### Information provided
// Copyright 2025 the Understory Authors
// SPDX-License-Identifier: Apache-2.0 OR MIT

//! Errors reported by fallible tree queries.

use crate::types::ElementId;

/// A structurally invalid layout request.
///
/// These indicate a malformed element graph rather than a runtime condition. The
/// non-`try_` entry points panic with this message.
#[derive(Clone, Copy, Debug, PartialEq, Eq, thiserror::Error)]
pub enum LayoutError {
    /// The handle refers to a removed element.
    #[error("element {0:?} is not alive")]
    StaleElement(ElementId),
    /// The two elements live in unrelated trees, so no conversion exists.
    #[error("elements {from:?} and {to:?} share no common ancestor")]
    NoCommonAncestor {
        /// Source element.
        from: ElementId,
        /// Destination element.
        to: ElementId,
    },
}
######
◆ **Work required**: Show every line in the records above that contains the word "from".

◆ **The answer**:
    #[error("elements {from:?} and {to:?} share no common ancestor")]
        from: ElementId,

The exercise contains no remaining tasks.